Wenn der Haftrichter z.B. sieht, dass jemand "bloss" aus Verzweiflung, unter Drogeneinfluss oder aus grober Fahrlässigkeit schwer gedroht hat, die Ausführung aber nach den konkreten Umständen nicht sehr wahrscheinlich erscheint, wird er auf Präventivhaft verzichten, allenfalls Ersatzmassnahmen anordnen oder den Fall dem Zivilrichter (häusliche Gewalt, Prüfung von Fürsorgerischer Unterbringung oder anderen fürsorgerischen Massnahmen) übergeben.

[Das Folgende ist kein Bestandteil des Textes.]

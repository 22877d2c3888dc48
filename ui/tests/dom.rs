// Browser-side rendering checks, run with `wasm-pack test --headless`.
#![cfg(target_arch = "wasm32")]

use gloo_timers::future::TimeoutFuture;
use leptos::mount::mount_to;
use leptos::view;
use leptos_meta::provide_meta_context;
use wasm_bindgen::JsCast;
use wasm_bindgen_test::*;

use makers_ui::components::layout::header::Header;
use makers_ui::components::ui::button::{Button, ButtonSize, ButtonVariant};
use makers_ui::icons::IconId;
use makers_ui::pages::about::About;
use makers_ui::pages::contact::Contact;
use makers_ui::pages::home::{Home, STATS};
use makers_ui::pages::projects::Projects;

wasm_bindgen_test_configure!(run_in_browser);

fn document() -> web_sys::Document {
    web_sys::window().unwrap().document().unwrap()
}

fn test_root() -> web_sys::HtmlElement {
    let document = document();
    if let Some(old) = document.get_element_by_id("test-root") {
        old.remove();
    }
    let root = document.create_element("div").unwrap();
    root.set_id("test-root");
    document.body().unwrap().append_child(&root).unwrap();
    root.unchecked_into()
}

fn count_with_text(root: &web_sys::Element, selector: &str, text: &str) -> usize {
    let list = root.query_selector_all(selector).unwrap();
    (0..list.length())
        .filter_map(|i| list.item(i))
        .filter(|node| node.text_content().unwrap_or_default().trim() == text)
        .count()
}

fn contains_text(root: &web_sys::Element, text: &str) -> bool {
    root.text_content().unwrap_or_default().contains(text)
}

async fn settle() {
    TimeoutFuture::new(100).await;
}

#[wasm_bindgen_test]
async fn home_renders_its_heading_once_and_all_stats() {
    let root = test_root();
    let _handle = mount_to(root.clone(), || {
        provide_meta_context();
        view! { <Home/> }
    });
    settle().await;

    assert_eq!(count_with_text(&root, "h1", "Makers"), 1);
    for (value, label) in STATS {
        assert!(contains_text(&root, value), "missing stat value {value}");
        assert!(contains_text(&root, label), "missing stat label {label}");
    }
}

#[wasm_bindgen_test]
async fn about_renders_its_heading_once_and_four_skill_cards() {
    let root = test_root();
    let _handle = mount_to(root.clone(), || {
        provide_meta_context();
        view! { <About/> }
    });
    settle().await;

    assert_eq!(count_with_text(&root, "h2", "About Makers"), 1);
    let cards = root.query_selector_all("article").unwrap();
    assert_eq!(cards.length(), 4);
}

#[wasm_bindgen_test]
async fn projects_page_renders_three_cards_with_tags() {
    let root = test_root();
    let _handle = mount_to(root.clone(), || {
        provide_meta_context();
        view! { <Projects/> }
    });
    settle().await;

    assert_eq!(count_with_text(&root, "h2", "Our Work"), 1);

    let cards = root.query_selector_all("article").unwrap();
    assert_eq!(cards.length(), 3);
    for i in 0..cards.length() {
        let card: web_sys::Element = cards.item(i).unwrap().unchecked_into();
        let tags = card.query_selector_all("span").unwrap();
        assert!(tags.length() > 0, "card {i} has no technology tags");
    }
}

#[wasm_bindgen_test]
async fn every_button_variant_and_size_renders_one_labelled_button() {
    let variants = [
        ButtonVariant::Primary,
        ButtonVariant::Secondary,
        ButtonVariant::Outline,
        ButtonVariant::Text,
        ButtonVariant::Gradient,
    ];
    let sizes = [ButtonSize::Small, ButtonSize::Medium, ButtonSize::Large];

    for variant in variants {
        for size in sizes {
            let root = test_root();
            let _handle = mount_to(root.clone(), || {
                view! {
                    <Button variant=variant size=size icon=IconId::ArrowRight>
                        "Press me"
                    </Button>
                }
            });
            settle().await;

            let buttons = root.query_selector_all("button").unwrap();
            assert_eq!(buttons.length(), 1, "{variant:?}/{size:?}");
            assert!(contains_text(&root, "Press me"));
            assert!(root.query_selector("i").unwrap().is_some(), "icon glyph missing");
        }
    }
}

#[wasm_bindgen_test]
async fn mobile_menu_toggle_is_idempotent() {
    let root = test_root();
    let _handle = mount_to(root.clone(), || view! { <Header/> });
    settle().await;

    let before = root.inner_html();
    let toggle: web_sys::HtmlElement = root
        .query_selector("button[aria-label='Toggle menu']")
        .unwrap()
        .unwrap()
        .unchecked_into();

    toggle.click();
    settle().await;
    assert!(
        root.query_selector("nav.fixed").unwrap().is_some(),
        "overlay missing after open"
    );

    toggle.click();
    settle().await;
    assert!(root.query_selector("nav.fixed").unwrap().is_none());
    assert_eq!(root.inner_html(), before);
}

#[wasm_bindgen_test]
async fn contact_form_submit_is_a_no_op() {
    let root = test_root();
    let _handle = mount_to(root.clone(), || {
        provide_meta_context();
        view! { <Contact/> }
    });
    settle().await;

    assert_eq!(count_with_text(&root, "h2", "Get In Touch"), 1);

    let form: web_sys::HtmlFormElement = root
        .query_selector("form")
        .unwrap()
        .unwrap()
        .unchecked_into();
    let event = web_sys::Event::new("submit").unwrap();
    form.dispatch_event(&event).unwrap();
    settle().await;

    // Nothing is wired to the form; the page must still be intact.
    assert_eq!(count_with_text(&root, "h2", "Get In Touch"), 1);
}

Wenn der Haftrichter hingegen schwere Bedenken hat und die Ernsthaftigkeit nicht ausreichend ausschliessen kann, wird er ein psychiatrisches Vorabgutachten zur Gefährlichkeitsprognose einholen. Dieses sollte innert einigen Wochen bis wenigen Monaten erstellt werden. Oft fallen diese Gutachten allerdings etwas vage aus, weil erstens die Beurteilung "ad hoc" (ohne längere therapeutische Erfahrung) schwierig ist und zweitens die forensischen PsychiaterInnen die "Verantwortung" auf beide Seiten hin nicht sehr gerne übernehmen. Regelmässig muss der Haftrichter daher eine sehr heikle Abwägung vornehmen zwischen den Risiken für das bedrohte Opfer und den Freiheitsrechten der drohenden Person.